The Rise and Fall of the Third Reich Sexuality and Sexual Identity Quotes

How we cite our quotes: (Book.Chapter.Paragraph)

Quote #7

Hitler did not care, as long as they were useful to him. When he emerged from prison he found not only that they were at each other's throats but that there was a demand from the more prim and respectable leaders such as Rosenberg and Ludendorff that the criminals and especially the perverts be expelled from the movement. This Hitler frankly refused to do. (2.5.16)

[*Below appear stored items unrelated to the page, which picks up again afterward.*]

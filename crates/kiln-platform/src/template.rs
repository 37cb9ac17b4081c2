//! Resolved sandbox templates.

use kiln_core::config::TemplateEntry;
use kiln_core::sandbox::{NodeRequirement, ResourceRequirements, SecurityProfile, Toleration};
use serde::Serialize;
use std::collections::BTreeMap;

/// How a template was arrived at.
#[derive(Debug, Clone, Copy, PartialEq, Eq, Serialize)]
#[serde(rename_all = "snake_case")]
pub enum TemplateSource {
    /// The whole label set named one platform entry.
    Exact,
    /// Built label by label.
    Composed,
    /// No usable label; the global default template.
    Default,
}

/// Concrete image, resource and placement bundle for one sandbox.
#[derive(Debug, Clone, PartialEq, Serialize)]
pub struct ResolvedTemplate {
    pub name: String,
    pub source: TemplateSource,
    pub image: String,
    pub os: String,
    pub node_selector: BTreeMap<String, String>,
    pub tolerations: Vec<Toleration>,
    pub affinity: Vec<NodeRequirement>,
    pub resources: ResourceRequirements,
    pub security: SecurityProfile,
}

/// Accumulates template fields as map unions. Later writes win per key.
#[derive(Debug, Clone, Default)]
pub(crate) struct TemplateBuilder {
    image: Option<String>,
    os: Option<String>,
    node_selector: BTreeMap<String, String>,
    tolerations: BTreeMap<(String, Option<String>), Toleration>,
    affinity: BTreeMap<String, Vec<String>>,
    resources: ResourceRequirements,
    security: Option<SecurityProfile>,
}

impl TemplateBuilder {
    pub(crate) fn apply(&mut self, entry: &TemplateEntry) {
        if let Some(image) = &entry.image {
            self.image = Some(image.clone());
        }
        if let Some(os) = &entry.os {
            self.os = Some(os.clone());
        }
        self.node_selector.extend(
            entry
                .node_selector
                .iter()
                .map(|(k, v)| (k.clone(), v.clone())),
        );
        for toleration in &entry.tolerations {
            self.tolerations.insert(
                (toleration.key.clone(), toleration.effect.clone()),
                toleration.clone(),
            );
        }
        for requirement in &entry.affinity {
            self.affinity
                .insert(requirement.key.clone(), requirement.values.clone());
        }
        self.resources.merge(&entry.resources);
        if let Some(security) = &entry.security {
            self.security = Some(security.clone());
        }
    }

    /// Fill a missing image from the per-OS table, then from `fallback_image`.
    pub(crate) fn finish(
        self,
        name: String,
        source: TemplateSource,
        images_by_os: &BTreeMap<String, String>,
        fallback_image: &str,
    ) -> ResolvedTemplate {
        let os = self.os.unwrap_or_else(|| "linux".to_string());
        let image = self
            .image
            .or_else(|| images_by_os.get(&os).cloned())
            .unwrap_or_else(|| fallback_image.to_string());

        ResolvedTemplate {
            name,
            source,
            image,
            os,
            node_selector: self.node_selector,
            tolerations: self.tolerations.into_values().collect(),
            affinity: self
                .affinity
                .into_iter()
                .map(|(key, values)| NodeRequirement { key, values })
                .collect(),
            resources: self.resources,
            security: self.security.unwrap_or_default(),
        }
    }
}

Ah yes, the more "respectable" leaders of the Nazi movement. Don't go reading this passage and walking away with the thought that Hitler was an early supporter of LGBTQ+ rights. He wasn't. He really, really wasn't. What's interesting about his actions during the early days of Nazism, though, is that when push came to shove, he seemed much more interested in a man's usefulness to the movement than in his sexual identity. Or at least, that seems to have been the case for certain select members of his entourage. Maybe he thought he could blackmail them if they didn't support the party line.

Quote #8

Nor was he lucky in love, though all his life he mistook his philanderings, which became notorious in his years of power, for great amours. His diaries for 1925-26, when he was twenty-eight and twenty-nine and just being launched into Nazi politics by Strasser, are full of moonings over loved ones—of whom he had several at a time. (2.5.32)

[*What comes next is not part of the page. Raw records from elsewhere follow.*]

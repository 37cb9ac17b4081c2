//! Orphan reaping.
//!
//! An engine that crashes leaves its sandboxes behind. Every sandbox
//! carries the managed-by label with the engine's identity, so a later
//! engine with the same identity can find and remove the ones no live
//! job owns.

use kiln_core::config::EngineConfig;
use kiln_core::ports::ClusterApi;
use kiln_core::sandbox::{ConfigObjectKind, MANAGED_BY_LABEL, SandboxRef};
use kiln_core::Result;
use kiln_sandbox::builder::{env_object_name, secret_object_name};
use std::collections::{BTreeMap, BTreeSet};
use std::sync::{Arc, Mutex, MutexGuard};
use tracing::{debug, info, warn};

/// Names of the sandboxes owned by running jobs.
#[derive(Debug, Clone, Default)]
pub struct ActiveSandboxes {
    names: Arc<Mutex<BTreeSet<String>>>,
}

impl ActiveSandboxes {
    fn names(&self) -> MutexGuard<'_, BTreeSet<String>> {
        self.names.lock().unwrap_or_else(|e| e.into_inner())
    }

    pub fn insert(&self, name: &str) {
        self.names().insert(name.to_string());
    }

    pub fn remove(&self, name: &str) {
        self.names().remove(name);
    }

    pub fn contains(&self, name: &str) -> bool {
        self.names().contains(name)
    }

    pub fn len(&self) -> usize {
        self.names().len()
    }

    pub fn is_empty(&self) -> bool {
        self.names().is_empty()
    }
}

/// Result of one reaping pass.
#[derive(Debug, Clone, Default, PartialEq, Eq)]
pub struct ReapReport {
    pub deleted: Vec<String>,
    pub kept_active: Vec<String>,
    pub failed: Vec<String>,
}

pub struct Reaper {
    cluster: Arc<dyn ClusterApi>,
    config: Arc<EngineConfig>,
    active: ActiveSandboxes,
}

impl Reaper {
    pub fn new(cluster: Arc<dyn ClusterApi>, config: Arc<EngineConfig>, active: ActiveSandboxes) -> Self {
        Self {
            cluster,
            config,
            active,
        }
    }

    /// Delete every sandbox labelled with this engine's identity that no
    /// running job owns, along with its config objects. Does nothing when
    /// automatic cleanup is disabled.
    pub async fn reap(&self) -> Result<ReapReport> {
        let mut report = ReapReport::default();
        if !self.config.cleanup.auto_cleanup {
            info!("Automatic cleanup disabled, not reaping");
            return Ok(report);
        }

        let namespace = &self.config.namespace;
        let selector = BTreeMap::from([(
            MANAGED_BY_LABEL.to_string(),
            self.config.identity.name.clone(),
        )]);
        let sandboxes = self.cluster.list_sandboxes(namespace, &selector).await?;
        debug!(count = sandboxes.len(), "Listed managed sandboxes");

        for (sandbox, _) in sandboxes {
            if self.active.contains(&sandbox.name) {
                report.kept_active.push(sandbox.name);
                continue;
            }
            match self.remove(&sandbox).await {
                Ok(()) => {
                    info!(sandbox = %sandbox, "Reaped orphaned sandbox");
                    report.deleted.push(sandbox.name);
                }
                Err(e) => {
                    warn!(sandbox = %sandbox, error = %e, "Failed to reap sandbox");
                    report.failed.push(sandbox.name);
                }
            }
        }
        Ok(report)
    }

    async fn remove(&self, sandbox: &SandboxRef) -> Result<()> {
        let grace = self.config.cleanup.force_removal_delay_seconds;
        match self.cluster.delete_sandbox(sandbox, grace).await {
            Ok(()) => {}
            Err(e) if e.is_not_found() => {}
            Err(e) => return Err(e),
        }
        let objects = [
            (ConfigObjectKind::ConfigMap, env_object_name(&sandbox.name)),
            (ConfigObjectKind::Secret, secret_object_name(&sandbox.name)),
        ];
        for (kind, name) in objects {
            match self
                .cluster
                .delete_config_object(&sandbox.namespace, kind, &name)
                .await
            {
                Ok(()) => {}
                Err(e) if e.is_not_found() => {}
                Err(e) => return Err(e),
            }
        }
        Ok(())
    }
}

#[cfg(test)]
mod tests {
    use super::*;
    use kiln_cluster::InMemoryCluster;
    use kiln_core::job::{Job, Step};
    use kiln_platform::PlatformResolver;
    use kiln_sandbox::{SandboxBuilder, SandboxLifecycle};
    use pretty_assertions::assert_eq;

    async fn leave_sandbox(cluster: &InMemoryCluster, config: &EngineConfig, name: &str) -> String {
        let job = Job::new(name).with_step(Step::run("x", "true"));
        let template = PlatformResolver::new(config.platforms.clone())
            .unwrap()
            .resolve(&job.placement);
        let spec = SandboxBuilder::new(config).build(&job, &template);
        let sandbox = spec.name.clone();
        SandboxLifecycle::new(
            Arc::new(cluster.clone()),
            spec,
            job.id,
            config.readiness.clone(),
        )
        .create()
        .await
        .unwrap();
        sandbox
    }

    #[tokio::test]
    async fn test_reaps_orphans_and_keeps_active() {
        let cluster = InMemoryCluster::new();
        let config = Arc::new(EngineConfig::default());
        let orphan = leave_sandbox(&cluster, &config, "orphan").await;
        let running = leave_sandbox(&cluster, &config, "running").await;
        let active = ActiveSandboxes::default();
        active.insert(&running);

        let report = Reaper::new(Arc::new(cluster.clone()), config, active)
            .reap()
            .await
            .unwrap();

        assert_eq!(report.deleted, vec![orphan.clone()]);
        assert_eq!(report.kept_active, vec![running.clone()]);
        assert_eq!(cluster.live_sandboxes(), vec![running.clone()]);
        assert!(
            cluster
                .config_object_names()
                .iter()
                .all(|n| !n.starts_with(&orphan))
        );
    }

    #[tokio::test]
    async fn test_other_identity_left_alone() {
        let cluster = InMemoryCluster::new();
        let theirs = EngineConfig::default();
        leave_sandbox(&cluster, &theirs, "foreign").await;

        let mut ours = EngineConfig::default();
        ours.identity.name = "kiln-staging".to_string();
        let report = Reaper::new(
            Arc::new(cluster.clone()),
            Arc::new(ours),
            ActiveSandboxes::default(),
        )
        .reap()
        .await
        .unwrap();

        assert!(report.deleted.is_empty());
        assert_eq!(cluster.live_sandboxes().len(), 1);
    }

    #[tokio::test]
    async fn test_disabled_cleanup_reaps_nothing() {
        let cluster = InMemoryCluster::new();
        let mut config = EngineConfig::default();
        config.cleanup.auto_cleanup = false;
        leave_sandbox(&cluster, &config, "orphan").await;

        let report = Reaper::new(
            Arc::new(cluster.clone()),
            Arc::new(config),
            ActiveSandboxes::default(),
        )
        .reap()
        .await
        .unwrap();

        assert_eq!(report, ReapReport::default());
        assert_eq!(cluster.live_sandboxes().len(), 1);
    }

    #[test]
    fn test_active_set() {
        let active = ActiveSandboxes::default();
        let shared = active.clone();
        shared.insert("kiln-a");
        assert!(active.contains("kiln-a"));
        active.remove("kiln-a");
        assert!(shared.is_empty());
    }
}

Hitler spends a considerable amount of time in Mein Kampf dwelling on the sexuality of Jewish men, and Shirer points out that their alleged vices were among the would-be Fuehrer's "morbid" fascinations. But throughout The Rise and Fall of the Third Reich, Shirer himself seems fascinated by the sex lives of powerful Nazis.

Quote #9

There are dark hints too that she was repelled by the masochistic inclinations of her lover, that this brutal tyrant in politics yearned to be enslaved by the woman he loved—a not uncommon urge in such men, according to the sexologists. (2.5.79)

Don't think that Hitler himself escapes Shirer's fascination with the sex lives of the Nazis. Shirer seems thrilled to share some of the seedier aspects—from his perspective, at least—of Hitler's love affair with Geli Raubal.